Elle a noté une augmentation de l’ordre de 23% sur un an des créances «de niveau 2», des crédits toujours remboursés, mais catalogués comme à risques. Le montant de ces derniers atteint désormais 1.200 milliards d’euros.
En octobre dernier, un ponte de la BCE expliquait que le scénario du pire prévoyait que le montant de l’ensemble des crédits impayés en zone euro atteigne prochainement 1.400 milliards d’euros, «soit trois à quatre fois leur niveau actuel», souligne l’article des Échos.
Un manque de garde-fous
La solution proposée par la Commission européenne n’a pas les faveurs de l'UFC-Que Choisir: «Loin de chercher à remédier aux pratiques de distribution trop risquées ainsi qu’à la mauvaise gestion bancaire des difficultés de remboursement de leurs clients, elle entend faciliter leur revente à des sociétés de recouvrement.»
«Alors que ces ventes pourraient doubler pour atteindre 7 milliards d’euros l’an prochain, les associations locales de l’UFC-Que Choisir témoignent déjà d’une explosion des plaintes en raison du manque de garde-fous aux pratiques agressives des sociétés de recouvrement», poursuit l’association de défense des consommateurs.

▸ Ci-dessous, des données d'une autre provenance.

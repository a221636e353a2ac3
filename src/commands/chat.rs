use chrono::Local;

use crate::models::{ChatMessage, ConfirmOutcome, TurnState};
use crate::services::insight_engine::load_daily_insights;
use crate::services::tone_adapter::{adapt_action_confirmation, passive_reply, ConfirmationCopy};
use crate::state::AppState;
use crate::utils::now_ms;

/// Sends one message through the session. Blank input yields `None`; any
/// failure to get a reply yields the fallback bubble, not an error.
pub async fn send_chat_message(state: &AppState, message: String) -> Result<Option<ChatMessage>, String> {
    let mut session = state.chat.lock().await;
    session.set_assistant_tone(state.preferences.get().assistant_tone);
    let reply = session
        .send(&state.store, state.assistant.as_ref(), &message, &Local::now())
        .await;
    Ok(reply.cloned())
}

pub async fn get_chat_messages(state: &AppState) -> Result<Vec<ChatMessage>, String> {
    Ok(state.chat.lock().await.messages().to_vec())
}

pub async fn get_chat_state(state: &AppState) -> Result<TurnState, String> {
    Ok(state.chat.lock().await.state())
}

pub async fn confirm_chat_action(state: &AppState) -> Result<ConfirmOutcome, String> {
    let mut session = state.chat.lock().await;
    Ok(session.confirm(&state.store, now_ms()))
}

pub async fn cancel_chat_action(state: &AppState) -> Result<bool, String> {
    Ok(state.chat.lock().await.cancel(now_ms()))
}

/// Prompt and button labels for the pending proposal, in the current tone.
pub async fn get_confirmation_copy(state: &AppState) -> Result<Option<ConfirmationCopy>, String> {
    let session = state.chat.lock().await;
    if session.state() != TurnState::AwaitingConfirmation {
        return Ok(None);
    }
    let action = session
        .pending_action()
        .and_then(|a| a.label.clone().or_else(|| Some(a.action_type.clone())))
        .unwrap_or_default();
    Ok(Some(adapt_action_confirmation(&action, state.preferences.get().tone)))
}

/// Canned answer for the passive panel; never calls the assistant.
pub async fn ask_passive(state: &AppState, query: String) -> Result<String, String> {
    let insights = load_daily_insights(&state.store, &Local::now()).map_err(|e| e.to_string())?;
    Ok(passive_reply(&query, &insights, state.preferences.get().tone))
}

#[cfg(test)]
mod tests {
    use super::*;
    use crate::commands::test_support::state_with;
    use crate::services::chat_session::{BACKEND_FALLBACK, CONFIRMED_MESSAGE};

    #[tokio::test]
    async fn proposal_then_confirm_through_commands() {
        let dir = tempfile::tempdir().unwrap();
        let state = state_with(
            dir.path(),
            &["Posso remover as tarefas concluídas de hoje. Deseja confirmar?"],
        );

        let reply = send_chat_message(&state, "limpar tarefas feitas".into())
            .await
            .unwrap()
            .unwrap();
        assert_eq!(reply.kind, Some(crate::models::ReplyKind::ActionProposal));
        assert_eq!(get_chat_state(&state).await.unwrap(), TurnState::AwaitingConfirmation);
        assert!(get_confirmation_copy(&state).await.unwrap().is_some());

        assert_eq!(confirm_chat_action(&state).await.unwrap(), ConfirmOutcome::Written);
        let messages = get_chat_messages(&state).await.unwrap();
        assert_eq!(messages.last().unwrap().text, CONFIRMED_MESSAGE);
        assert_eq!(state.store.list_routines().unwrap().len(), 1);
    }

    #[tokio::test]
    async fn offline_assistant_becomes_a_bubble() {
        let dir = tempfile::tempdir().unwrap();
        let state = state_with(dir.path(), &[]);
        let reply = send_chat_message(&state, "bom dia".into()).await.unwrap().unwrap();
        assert_eq!(reply.text, BACKEND_FALLBACK);
        assert!(get_confirmation_copy(&state).await.unwrap().is_none());
    }

    #[tokio::test]
    async fn passive_panel_answers_locally() {
        let dir = tempfile::tempdir().unwrap();
        let state = state_with(dir.path(), &[]);
        let answer = ask_passive(&state, "qual meu foco hoje?".into()).await.unwrap();
        assert!(!answer.is_empty());
    }
}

«Le bureau européen des consommateurs ne voit pas non plus le projet de la Commission d’un très bon œil», comme l’explique Les Échos : «C'est plus la crainte de voir un emprunteur être pris en charge par une entreprise de recouvrement peu scrupuleuse qui est en cause, alors qu'un projet de directive encadrant ces activités n'a toujours pas été adopté.»
L’UFC-Que Choisir en appelle ainsi directement aux législateurs européens. «Face à la déferlante attendue des difficultés de remboursement des crédits à la consommation et au vu des dangers portés par le plan d’action de la Commission européenne», l’association souhaite les voir «contraindre les banques à proposer une mesure de restructuration dès le deuxième incident de remboursement et, en tout état de cause, avant la cession éventuelle d’un crédit douteux.»
En attendant, l’UFC-Que Choisir a décidé de mettre plusieurs outils à la disposition des consommateurs, comme un «dossier complet de décryptage des actions à engager lorsque les emprunteurs peinent à honorer leurs échéances de remboursement».
Elle fournit également un courrier-type afin de solliciter une restructuration de crédit ainsi qu’«un arbre décisionnel quant à la conduite à tenir en cas de tentative de recouvrement d’un crédit à la consommation».